Saturday, 27 March 2010

The Hills are Alive...

Le Comte and I have spent the weekend bouncing around ideas for Coldspot-in-the-Spring with a musical-type Brit who is also trying to earn a living under the soviet-type regime that prevails here.
[At which point I feel compelled to add that le Comte and I have just learned via the World Service (so important to us ex-pats), that China is waiving taxes on start-up businesses for three whole years.
Result: regeneration of Chinese economy.
In France, on the other hand, everyone is taxed at an exorbitant rate from day 1 and then high social charges are applied on top.
Result: mass unemployment and economic stagnation.
I must recommend the World Service to Sarkozy, he would learn so much.]
Here at Chateau Coldspot we are surrounded by communists who no doubt approve of these policies of redistribution. Charbonville and its environs are the last real bastions of communism in France, possibly in the whole world. It is certainly more communist here than China. To the north of Coldspot, however, where the mountains start to grow seriously large and fog sits on their tops like fluffy hats, it is a different story. The locals guard their ancestral farmhouses and vote le Penn, National Front. These mountain people set out to vote before dawn and return for their typical Cevenol lunch of sweet chestnut soup, snails and the odd leg of mutton complete with wool and hoof. Life is hard in the mountains and they don’t waste much. In the old days they spoke Occitan (a bastardised form of Latin) and slept in boxes filled with straw, pulling the lids firmly over them at nights. The temperature in a typical stone farmhouse never exceeded 14°C. It was cold everywhere in those days, not just here.
Back in Charbonville, the gnarled ex-miners, many of them also ex-Maghreb, (Charbonville can sometimes feel like a suburb of Marrakesh) and their culturally confused descendants, saunter out to cast their votes just before sun-down and return for the evening couscous.
Between the suspicious, rural Cevenol types and the restless, anthem-singing unemployed, I often feel there is not much room in these parts for a natural Lib Dem like me.

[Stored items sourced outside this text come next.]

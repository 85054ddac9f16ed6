use std::{
    hash::BuildHasherDefault,
    sync::{
        atomic::{AtomicU32, AtomicU64, Ordering},
        Arc,
    },
};

use api::{
    render_pass::{PipelineRenderPassState, RenderPassState},
    Backend, BackendError,
};
use ard_log::{debug, warn};
use dashmap::{mapref::entry::Entry, DashMap};
use rustc_hash::FxHasher;

type FxBuildHasher = BuildHasherDefault<FxHasher>;

/// A native render pass along with the state it was created from.
pub struct RenderPass<B: Backend> {
    backend: Arc<B>,
    id: u64,
    pass: B::RenderPass,
    state: RenderPassState,
    pipeline_state: u32,
}

/// Interns render passes by structural state. Entries live as long as the cache.
pub struct RenderPassCache<B: Backend> {
    backend: Arc<B>,
    passes: DashMap<RenderPassState, Arc<RenderPass<B>>, FxBuildHasher>,
    pipeline_states: DashMap<PipelineRenderPassState, u32, FxBuildHasher>,
    next_pipeline_state: AtomicU32,
    next_id: AtomicU64,
}

impl<B: Backend> RenderPass<B> {
    /// Unique among every render pass created by the owning cache.
    #[inline(always)]
    pub fn id(&self) -> u64 {
        self.id
    }

    #[inline(always)]
    pub fn internal(&self) -> &B::RenderPass {
        &self.pass
    }

    #[inline(always)]
    pub fn state(&self) -> &RenderPassState {
        &self.state
    }

    /// Id of the pipeline-compatible projection of this pass. Passes that differ only in load
    /// behavior share an id.
    #[inline(always)]
    pub fn pipeline_state(&self) -> u32 {
        self.pipeline_state
    }
}

impl<B: Backend> Drop for RenderPass<B> {
    fn drop(&mut self) {
        unsafe {
            self.backend.destroy_render_pass(&mut self.pass);
        }
    }
}

impl<B: Backend> RenderPassCache<B> {
    pub fn new(backend: Arc<B>) -> Self {
        Self {
            backend,
            passes: DashMap::default(),
            pipeline_states: DashMap::default(),
            next_pipeline_state: AtomicU32::new(1),
            next_id: AtomicU64::new(1),
        }
    }

    /// Returns the cached render pass for `state`, creating it on a miss. Nothing is cached if
    /// creation fails.
    pub fn get_or_create(
        &self,
        state: &RenderPassState,
    ) -> Result<Arc<RenderPass<B>>, BackendError> {
        if let Some(pass) = self.passes.get(state) {
            return Ok(pass.clone());
        }

        match self.passes.entry(state.clone()) {
            Entry::Occupied(entry) => Ok(entry.get().clone()),
            Entry::Vacant(entry) => {
                puffin::profile_scope!("create_render_pass");

                let pass = match unsafe { self.backend.create_render_pass(state) } {
                    Ok(pass) => pass,
                    Err(err) => {
                        warn!("unable to create render pass: {err}");
                        return Err(err);
                    }
                };
                let pipeline_state = self.intern_pipeline_state(state.pipeline_state());
                let id = self.next_id.fetch_add(1, Ordering::Relaxed);
                debug!(
                    "created render pass {id} with {} attachments (pipeline state {pipeline_state})",
                    state.num_attachments()
                );

                let pass = Arc::new(RenderPass {
                    backend: self.backend.clone(),
                    id,
                    pass,
                    state: state.clone(),
                    pipeline_state,
                });
                entry.insert(pass.clone());
                Ok(pass)
            }
        }
    }

    #[inline(always)]
    pub fn len(&self) -> usize {
        self.passes.len()
    }

    #[inline(always)]
    pub fn is_empty(&self) -> bool {
        self.passes.is_empty()
    }

    #[inline(always)]
    pub fn pipeline_state_count(&self) -> usize {
        self.pipeline_states.len()
    }

    fn intern_pipeline_state(&self, state: PipelineRenderPassState) -> u32 {
        *self.pipeline_states.entry(state).or_insert_with(|| {
            self.next_pipeline_state.fetch_add(1, Ordering::Relaxed)
        })
    }
}

#[cfg(test)]
mod tests {
    use api::{
        render_pass::RenderPassAttachment,
        types::{Format, ImageLayout},
    };
    use empty::EmptyBackend;

    use super::*;

    fn attachment(format: Format) -> RenderPassAttachment {
        RenderPassAttachment {
            format,
            samples: 1,
            ..Default::default()
        }
    }

    fn color_depth() -> RenderPassState {
        let mut state = RenderPassState::default();
        state.push_color(attachment(Format::Rgba8Unorm));
        state.set_depth_stencil(attachment(Format::D32Sfloat));
        state
    }

    #[test]
    fn equal_states_share_a_pass() {
        let backend = Arc::new(EmptyBackend::default());
        let cache = RenderPassCache::new(backend.clone());

        let a = cache.get_or_create(&color_depth()).unwrap();
        let b = cache.get_or_create(&color_depth()).unwrap();
        assert!(Arc::ptr_eq(&a, &b));
        assert_eq!(cache.len(), 1);
        assert_eq!(backend.counters().render_passes_created.load(Ordering::Relaxed), 1);
    }

    #[test]
    fn clear_flag_is_a_miss_with_shared_pipeline_state() {
        let backend = Arc::new(EmptyBackend::default());
        let cache = RenderPassCache::new(backend.clone());

        let load = cache.get_or_create(&color_depth()).unwrap();

        let mut cleared = color_depth();
        cleared.attachments_mut()[0].clear_color = true;
        let clear = cache.get_or_create(&cleared).unwrap();

        assert_ne!(load.id(), clear.id());
        assert_eq!(load.pipeline_state(), clear.pipeline_state());
        assert_eq!(cache.len(), 2);
        assert_eq!(cache.pipeline_state_count(), 1);
        assert_eq!(
            clear.state().attachment_barrier_info(0).layout,
            ImageLayout::ColorAttachmentOptimal
        );
    }

    #[test]
    fn pipeline_state_ids_are_monotonic() {
        let backend = Arc::new(EmptyBackend::default());
        let cache = RenderPassCache::new(backend);

        let first = cache.get_or_create(&color_depth()).unwrap();

        let mut wide = color_depth();
        wide.attachments_mut()[0].format = Format::Rgba16SFloat;
        let second = cache.get_or_create(&wide).unwrap();

        assert_eq!(first.pipeline_state(), 1);
        assert_eq!(second.pipeline_state(), 2);
    }

    #[test]
    fn failed_creation_caches_nothing() {
        let backend = Arc::new(EmptyBackend::default());
        let cache = RenderPassCache::new(backend.clone());

        backend.set_fail_creation(true);
        assert!(cache.get_or_create(&color_depth()).is_err());
        assert!(cache.is_empty());
        assert_eq!(cache.pipeline_state_count(), 0);

        backend.set_fail_creation(false);
        assert!(cache.get_or_create(&color_depth()).is_ok());
        assert_eq!(cache.len(), 1);
    }

    #[test]
    fn passes_destroyed_with_cache() {
        let backend = Arc::new(EmptyBackend::default());
        let cache = RenderPassCache::new(backend.clone());
        let pass = cache.get_or_create(&color_depth()).unwrap();
        drop(cache);
        assert_eq!(backend.counters().render_passes_destroyed.load(Ordering::Relaxed), 0);
        drop(pass);
        assert_eq!(backend.counters().render_passes_destroyed.load(Ordering::Relaxed), 1);
    }
}
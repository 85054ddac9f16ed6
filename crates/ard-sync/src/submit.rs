use std::sync::Arc;

use api::Backend;
use ard_log::{error, trace};
use crossbeam_channel::{self, Receiver, Sender};

use crate::batch::BatchState;

/// Submits batches in the order they are sent, off the recording thread.
pub(crate) struct SubmitThread<B: Backend> {
    /// The thread batches are submitted from.
    thread: Option<std::thread::JoinHandle<()>>,
    /// Used to send messages to the submission thread.
    messages: Sender<SubmitMessage<B>>,
}

enum SubmitMessage<B: Backend> {
    Shutdown,
    Submit(Arc<BatchState<B>>),
}

impl<B: Backend> SubmitThread<B> {
    pub fn new(name: String, timeline: bool) -> std::io::Result<Self> {
        let (messages_send, messages_recv) = crossbeam_channel::unbounded();

        let thread = std::thread::Builder::new()
            .name(name)
            .spawn(move || Self::message_pump(messages_recv, timeline))?;

        Ok(Self {
            thread: Some(thread),
            messages: messages_send,
        })
    }

    /// Queues the batch for submission. Hands the batch back if the thread is gone.
    pub fn submit(&self, batch: Arc<BatchState<B>>) -> Result<(), Arc<BatchState<B>>> {
        self.messages
            .send(SubmitMessage::Submit(batch))
            .map_err(|err| match err.0 {
                SubmitMessage::Submit(batch) => batch,
                SubmitMessage::Shutdown => unreachable!(),
            })
    }

    fn message_pump(messages: Receiver<SubmitMessage<B>>, timeline: bool) {
        while let Ok(message) = messages.recv() {
            match message {
                SubmitMessage::Shutdown => break,
                SubmitMessage::Submit(batch) => {
                    puffin::profile_scope!("submit_batch");
                    trace!("submitting batch {}", batch.id());
                    if let Err(err) = batch.submit(timeline) {
                        error!("submission of batch {} failed: {err}", batch.id());
                    }
                }
            }
        }
    }
}

impl<B: Backend> Drop for SubmitThread<B> {
    fn drop(&mut self) {
        // Everything queued before the shutdown message is still submitted
        let _ = self.messages.send(SubmitMessage::Shutdown);
        if let Some(thread) = self.thread.take() {
            let _ = thread.join();
        }
    }
}
use std::sync::Arc;

use api::{types::Domain, Backend};
use ard_log::warn;
use rustc_hash::FxHashMap;

use crate::{
    bindings::BindKind,
    context::Context,
    resource::{Resource, ResourceId},
};

/// A handle shaders use to access a resource without a binding slot.
#[derive(Debug, Copy, Clone, PartialEq, Eq, Hash)]
pub struct BindlessHandle(u64);

struct HandleEntry<B: Backend> {
    /// Keeps the resource alive for as long as the handle exists.
    object: Arc<Resource<B>>,
    kind: BindKind,
    resident: bool,
}

/// Texture and storage image handles. A resident handle counts as a bind in both domains since
/// any shader may use it.
pub(crate) struct BindlessHandles<B: Backend> {
    handles: FxHashMap<BindlessHandle, HandleEntry<B>>,
    next: u64,
    free: Vec<BindlessHandle>,
}

impl BindlessHandle {
    #[inline(always)]
    pub fn raw(self) -> u64 {
        self.0
    }
}

impl<B: Backend> Default for BindlessHandles<B> {
    fn default() -> Self {
        Self {
            handles: FxHashMap::default(),
            next: 0,
            free: Vec::default(),
        }
    }
}

impl<B: Backend> BindlessHandles<B> {
    fn allocate(&mut self) -> BindlessHandle {
        match self.free.pop() {
            Some(handle) => handle,
            None => {
                self.next += 1;
                BindlessHandle(self.next)
            }
        }
    }

    /// Resources referenced by resident handles.
    pub fn resident(&self) -> impl Iterator<Item = ResourceId> + '_ {
        self.handles
            .values()
            .filter(|entry| entry.resident)
            .map(|entry| entry.object.id())
    }

    #[inline(always)]
    pub fn len(&self) -> usize {
        self.handles.len()
    }
}

impl<B: Backend> Context<B> {
    /// Creates a sampled texture handle for an image or texel buffer.
    pub fn create_texture_handle(&mut self, resource: ResourceId) -> BindlessHandle {
        self.create_handle(resource, BindKind::BindlessTexture)
    }

    /// Creates a storage image handle.
    pub fn create_image_handle(&mut self, resource: ResourceId, writable: bool) -> BindlessHandle {
        self.create_handle(resource, BindKind::BindlessImage { writable })
    }

    /// Makes a handle usable by shaders or stops it from being usable. Handles whose resource
    /// was destroyed can no longer be made resident.
    pub fn make_handle_resident(&mut self, handle: BindlessHandle, resident: bool) {
        let Some(entry) = self.bindless.handles.get(&handle) else {
            warn!("residency change for unknown bindless handle {}", handle.raw());
            return;
        };

        if entry.resident == resident {
            return;
        }

        // The id may have been handed to a different resource since.
        let resource = entry.object.id();
        let live = self
            .resources
            .get(resource)
            .is_some_and(|current| Arc::ptr_eq(&current.object, &entry.object));
        if !live {
            warn!(
                "bindless handle {} refers to destroyed resource {resource:?}",
                handle.raw()
            );
            return;
        }

        let kind = entry.kind;
        if let Some(entry) = self.bindless.handles.get_mut(&handle) {
            entry.resident = resident;
        }

        for domain in Domain::ALL {
            if resident {
                self.bind_resource(resource, domain, None, kind);
            } else {
                self.unbind_resource(resource, domain, None, kind);
            }
        }
    }

    /// Deletes a handle, making it non-resident first.
    pub fn delete_handle(&mut self, handle: BindlessHandle) {
        self.make_handle_resident(handle, false);
        if self.bindless.handles.remove(&handle).is_some() {
            self.bindless.free.push(handle);
        }
    }

    fn create_handle(&mut self, resource: ResourceId, kind: BindKind) -> BindlessHandle {
        let Some(entry) = self.resources.get(resource) else {
            panic!("bindless handle for unknown resource {resource:?}");
        };
        let object = entry.object.clone();

        let handle = self.bindless.allocate();
        self.bindless.handles.insert(
            handle,
            HandleEntry {
                object,
                kind,
                resident: false,
            },
        );
        handle
    }
}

So, we are going to try a musical weekend at Coldspot, in association (as they say) with somebody musical. It will be The Sound of Music (what else is there?). People will come for two days and sing and dance and finally perform with the encouragement and tuition of the Musical Somebody, who is actually slightly famous according to his CV. Le Comte may join them together with Princess 2. I will prepare lunch and clean up afterwards. Princess 1 might make buns to sell. She hasn’t decided yet. It could be good, the Musical Somebody is enthusiastic. We shall see.

Once more, this week there was no school for a day. This time it was another strike, which was probably unnecessary considering the decisive thumbs down that the public Français have just delivered to their President, le petit Sarkozy, first Hungarian of the French Republic. According to Princess 1 there is to be no blockade of the Lycee this time, as half the Bac Litt students have been moved to the new building down the road and those that remain can’t be bothered to move the bins across the entrance.

Sadly, Princess 1 has just written to UCAS to refuse the places she has been offered at the universities of Reading and Leicester in favour (in her own words), of sunshine and croissants at the Faculty in Montpellier. She will also avoid the compulsory £20,000 debt. I can’t really say I am surprised.

PS. For those among you who are interested, so far the electric fence has deterred the Wild Pigs. Hopefully they have found another venue for their raves.

1 comment:

  1. Just spent an enjoyable half hour catching up on the goings-on at the château.